# Advanced BLD Tutorial



## RhodesCuber1 (Jul 21, 2016)

Hey BLDers,

My name is Landon Rhodes and I would like to start making an advanced Blindsolving tutorial on youtube. My goal is to make it a little easier to transition between OP/M2 and full 3-style. Here is the plan for my 15 part tutorial

Part 1:
Intro to commutators, definition, basic examples

Part 2:
How comms work in BLD, U and D layer interchange, and (as Noah calls the ugly duckling case) the R2 U R2 U' R2 insertion plus all mirrors

Part 3:
Other interchanges (F, R, B, L); comms involving UBL, RDF or FDR, and one other piece; and comms involving UBL, LBD or BLD, and one other piece (although I might take this out and make a different video)

Part 4:
cameleon/diagonals OLL cases. Extension of the fact that r U R' U' r' F R F' solves UBL->FUL->UBR and F' r U R' U' r' F R solves UBL->FUR->UBR

Part 5:
Intro to edge comms, advanced M2 (basically doing an easy setup to a UB comm)

Part 6:
slice interchange edge comms (including FU and BD)

Part 7:
layer interchange edge comms (such as DF->UR->FR or DF->LU->LD)

Part 8:
Half slice plane comms (like M' U2 M U2 for DF->UB->UF)

Part 9:
A cool alg I accidentally discovered: (M' U' M U')x2 solves DF->LU->BU. I would include its mirror and their inverses. I might combine this with part 8 because of the lack of content.

Part 10:
center lettering and U2 method for big cube centers

Part 11:
center comms

Part 12:
lettering wings and r2 method

Part 13:
wing comms (very similar to edges but with a few exceptions)

Part 14:
all parities (3x3, big cube corners, big cube wings, big cube centers)

Part 15:
memorization (audio, images, memory palace)

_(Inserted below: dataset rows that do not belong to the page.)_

//! Site configuration read from `site.toml`.
//!
//! Every field has a default, so a missing file or a partial file is fine.
//! Secrets never live in the file; they are read from the environment
//! (optionally populated from `.env` by `dotenvy` at startup).
//!
//! # Configuration File Format
//!
//! ```toml
//! [server]
//! port = 3000
//! db_path = ".vivo/site.db"
//! pending_backend = "sqlite"
//!
//! [patpass]
//! commerce_code = "597055555532"
//! public_base_url = "http://localhost:3000"
//! landing_path = "/Services"
//! success_rate = 0.9
//! init_delay_ms = 1000
//! confirm_delay_ms = 2000
//!
//! [mail]
//! smtp_host = "smtp-relay.brevo.com"
//! smtp_port = 587
//! rate_limit = 3
//! rate_window_secs = 120
//!
//! [image]
//! model_url = "https://api-inference.huggingface.co/models/black-forest-labs/FLUX.1-dev"
//! num_inference_steps = 30
//! guidance_scale = 7.5
//! timeout_secs = 120
//! ```

use anyhow::{Context, Result};
use serde::{Deserialize, Serialize};
use std::path::{Path, PathBuf};
use std::time::Duration;

pub const ENV_SMTP_USER: &str = "BREVO_SMTP_USER";
pub const ENV_SMTP_KEY: &str = "BREVO_SMTP_KEY";
pub const ENV_RECIPIENT_1: &str = "EMAIL_1";
pub const ENV_RECIPIENT_2: &str = "EMAIL_2";
pub const ENV_IMAGE_TOKEN: &str = "HF_TOKEN";

/// Where the pending enrollment slot lives.
#[derive(Debug, Clone, Copy, PartialEq, Eq, Default, Serialize, Deserialize)]
#[serde(rename_all = "lowercase")]
pub enum PendingBackend {
    /// Process memory; lost on restart.
    Memory,
    /// `settings` table of the site database.
    #[default]
    Sqlite,
}

impl std::fmt::Display for PendingBackend {
    fn fmt(&self, f: &mut std::fmt::Formatter<'_>) -> std::fmt::Result {
        match self {
            PendingBackend::Memory => write!(f, "memory"),
            PendingBackend::Sqlite => write!(f, "sqlite"),
        }
    }
}

/// HTTP server settings.
#[derive(Debug, Clone, Serialize, Deserialize)]
pub struct ServerSection {
    #[serde(default = "default_port")]
    pub port: u16,
    /// Bind 0.0.0.0 and enable permissive CORS
    #[serde(default)]
    pub dev_mode: bool,
    #[serde(default = "default_db_path")]
    pub db_path: PathBuf,
    #[serde(default)]
    pub pending_backend: PendingBackend,
}

fn default_port() -> u16 {
    3000
}

fn default_db_path() -> PathBuf {
    PathBuf::from(".vivo/site.db")
}

impl Default for ServerSection {
    fn default() -> Self {
        Self {
            port: default_port(),
            dev_mode: false,
            db_path: default_db_path(),
            pending_backend: PendingBackend::default(),
        }
    }
}

/// PatPass (Webpay recurring payments) simulation settings.
#[derive(Debug, Clone, Serialize, Deserialize)]
pub struct PatPassSection {
    /// Commerce code sent in the init payload (integration environment)
    #[serde(default = "default_commerce_code")]
    pub commerce_code: String,
    #[serde(default = "default_commerce_name")]
    pub commerce_name: String,
    /// Base URL of the payment enabler, used to synthesize the init URL
    #[serde(default = "default_gateway_base_url")]
    pub gateway_base_url: String,
    /// Public origin of this site; redirects are built against it
    #[serde(default = "default_public_base_url")]
    pub public_base_url: String,
    #[serde(default = "default_return_path")]
    pub return_path: String,
    /// Page the callback route forwards the browser to
    #[serde(default = "default_landing_path")]
    pub landing_path: String,
    #[serde(default = "default_logo_path")]
    pub logo_path: String,
    /// Probability that the mock gateway confirms an enrollment
    #[serde(default = "default_success_rate")]
    pub success_rate: f64,
    #[serde(default = "default_init_delay_ms")]
    pub init_delay_ms: u64,
    #[serde(default = "default_confirm_delay_ms")]
    pub confirm_delay_ms: u64,
}

fn default_commerce_code() -> String {
    "597055555532".to_string()
}

fn default_commerce_name() -> String {
    "Vivo Muebles - Recolección Sustentable".to_string()
}

fn default_gateway_base_url() -> String {
    "https://pagoautomaticocontarjetasint.transbank.cl".to_string()
}

fn default_public_base_url() -> String {
    "http://localhost:3000".to_string()
}

fn default_return_path() -> String {
    "/api/patpass/callback".to_string()
}

fn default_landing_path() -> String {
    "/Services".to_string()
}

fn default_logo_path() -> String {
    "/logo-slogan.png".to_string()
}

fn default_success_rate() -> f64 {
    0.9
}

fn default_init_delay_ms() -> u64 {
    1000
}

fn default_confirm_delay_ms() -> u64 {
    2000
}

impl Default for PatPassSection {
    fn default() -> Self {
        Self {
            commerce_code: default_commerce_code(),
            commerce_name: default_commerce_name(),
            gateway_base_url: default_gateway_base_url(),
            public_base_url: default_public_base_url(),
            return_path: default_return_path(),
            landing_path: default_landing_path(),
            logo_path: default_logo_path(),
            success_rate: default_success_rate(),
            init_delay_ms: default_init_delay_ms(),
            confirm_delay_ms: default_confirm_delay_ms(),
        }
    }
}

impl PatPassSection {
    pub fn init_delay(&self) -> Duration {
        Duration::from_millis(self.init_delay_ms)
    }

    pub fn confirm_delay(&self) -> Duration {
        Duration::from_millis(self.confirm_delay_ms)
    }
}

/// Contact mailer settings. Credentials come from the environment.
#[derive(Debug, Clone, Serialize, Deserialize)]
pub struct MailSection {
    #[serde(default = "default_smtp_host")]
    pub smtp_host: String,
    #[serde(default = "default_smtp_port")]
    pub smtp_port: u16,
    #[serde(default = "default_subject")]
    pub subject: String,
    /// Messages accepted per client inside one window
    #[serde(default = "default_rate_limit")]
    pub rate_limit: u32,
    #[serde(default = "default_rate_window_secs")]
    pub rate_window_secs: u64,
}

fn default_smtp_host() -> String {
    "smtp-relay.brevo.com".to_string()
}

fn default_smtp_port() -> u16 {
    587
}

fn default_subject() -> String {
    "New contact message from the website".to_string()
}

fn default_rate_limit() -> u32 {
    3
}

fn default_rate_window_secs() -> u64 {
    120
}

impl Default for MailSection {
    fn default() -> Self {
        Self {
            smtp_host: default_smtp_host(),
            smtp_port: default_smtp_port(),
            subject: default_subject(),
            rate_limit: default_rate_limit(),
            rate_window_secs: default_rate_window_secs(),
        }
    }
}

impl MailSection {
    pub fn rate_window(&self) -> Duration {
        Duration::from_secs(self.rate_window_secs)
    }
}

/// Kitchen image generator settings.
#[derive(Debug, Clone, Serialize, Deserialize)]
pub struct ImageSection {
    #[serde(default = "default_model_url")]
    pub model_url: String,
    #[serde(default = "default_negative_prompt")]
    pub negative_prompt: String,
    #[serde(default = "default_num_inference_steps")]
    pub num_inference_steps: u32,
    #[serde(default = "default_guidance_scale")]
    pub guidance_scale: f64,
    /// Upper bound on one generation request, connect to last byte
    #[serde(default = "default_image_timeout_secs")]
    pub timeout_secs: u64,
}

fn default_model_url() -> String {
    "https://api-inference.huggingface.co/models/black-forest-labs/FLUX.1-dev".to_string()
}

fn default_negative_prompt() -> String {
    "blurry, low quality, distorted, ugly, bad anatomy".to_string()
}

fn default_num_inference_steps() -> u32 {
    30
}

fn default_guidance_scale() -> f64 {
    7.5
}

fn default_image_timeout_secs() -> u64 {
    120
}

impl Default for ImageSection {
    fn default() -> Self {
        Self {
            model_url: default_model_url(),
            negative_prompt: default_negative_prompt(),
            num_inference_steps: default_num_inference_steps(),
            guidance_scale: default_guidance_scale(),
            timeout_secs: default_image_timeout_secs(),
        }
    }
}

impl ImageSection {
    pub fn timeout(&self) -> Duration {
        Duration::from_secs(self.timeout_secs)
    }
}

/// The complete site.toml structure.
#[derive(Debug, Clone, Default, Serialize, Deserialize)]
pub struct SiteToml {
    #[serde(default)]
    pub server: ServerSection,
    #[serde(default)]
    pub patpass: PatPassSection,
    #[serde(default)]
    pub mail: MailSection,
    #[serde(default)]
    pub image: ImageSection,
}

impl SiteToml {
    /// Load configuration from a TOML file.
    pub fn load(path: &Path) -> Result<Self> {
        let content = std::fs::read_to_string(path)
            .with_context(|| format!("Failed to read config file: {}", path.display()))?;
        Self::parse(&content)
    }

    /// Parse configuration from a TOML string.
    pub fn parse(content: &str) -> Result<Self> {
        toml::from_str(content).context("Failed to parse site.toml")
    }

    /// Load from `path`, or return defaults if the file does not exist.
    pub fn load_or_default(path: &Path) -> Result<Self> {
        if path.exists() {
            Self::load(path)
        } else {
            Ok(Self::default())
        }
    }

    pub fn save(&self, path: &Path) -> Result<()> {
        let content = toml::to_string_pretty(self).context("Failed to serialize site.toml")?;
        std::fs::write(path, content)
            .with_context(|| format!("Failed to write config file: {}", path.display()))?;
        Ok(())
    }

    /// Return human-readable problems; an empty list means the config is usable.
    pub fn validate(&self) -> Vec<String> {
        let mut problems = Vec::new();

        if !(0.0..=1.0).contains(&self.patpass.success_rate) {
            problems.push(format!(
                "Invalid success_rate {}: must be between 0.0 and 1.0",
                self.patpass.success_rate
            ));
        }
        if self.patpass.commerce_code.trim().is_empty() {
            problems.push("commerce_code must not be empty".to_string());
        }
        for (field, value) in [
            ("public_base_url", &self.patpass.public_base_url),
            ("gateway_base_url", &self.patpass.gateway_base_url),
            ("model_url", &self.image.model_url),
        ] {
            if url::Url::parse(value).is_err() {
                problems.push(format!("Invalid {} '{}': must be an absolute URL", field, value));
            }
        }
        for (field, value) in [
            ("return_path", &self.patpass.return_path),
            ("landing_path", &self.patpass.landing_path),
        ] {
            if !value.starts_with('/') {
                problems.push(format!("Invalid {} '{}': must start with '/'", field, value));
            }
        }
        if self.image.timeout_secs == 0 {
            problems.push("image.timeout_secs must be at least 1".to_string());
        }
        if self.mail.rate_limit == 0 {
            problems.push("mail.rate_limit must be at least 1".to_string());
        }

        problems
    }
}

/// SMTP credentials and recipients resolved from the environment.
#[derive(Debug, Clone, PartialEq)]
pub struct MailCredentials {
    pub user: String,
    pub key: String,
    pub recipients: [String; 2],
}

impl MailCredentials {
    pub fn from_env() -> Option<Self> {
        Self::from_lookup(|name| std::env::var(name).ok())
    }

    /// Resolve credentials through `lookup`; `None` if any value is missing or blank.
    pub fn from_lookup(lookup: impl Fn(&str) -> Option<String>) -> Option<Self> {
        let get = |name: &str| lookup(name).filter(|v| !v.trim().is_empty());
        Some(Self {
            user: get(ENV_SMTP_USER)?,
            key: get(ENV_SMTP_KEY)?,
            recipients: [get(ENV_RECIPIENT_1)?, get(ENV_RECIPIENT_2)?],
        })
    }
}

/// Bearer token for the image API, if configured.
pub fn image_token_from_env() -> Option<String> {
    std::env::var(ENV_IMAGE_TOKEN)
        .ok()
        .filter(|t| !t.trim().is_empty())
}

To those of you who already know 3-style: Please respond with any comments you have on this plan including order of videos, content, extra tips/tricks you would like me to include, or anything else you can think of. Also in my videos, do you think I should reference pieces by UBL and the like or should I reference them by the normal Speffz lettering scheme, which would be a lot more natural for me. I would really appreciate your feedback.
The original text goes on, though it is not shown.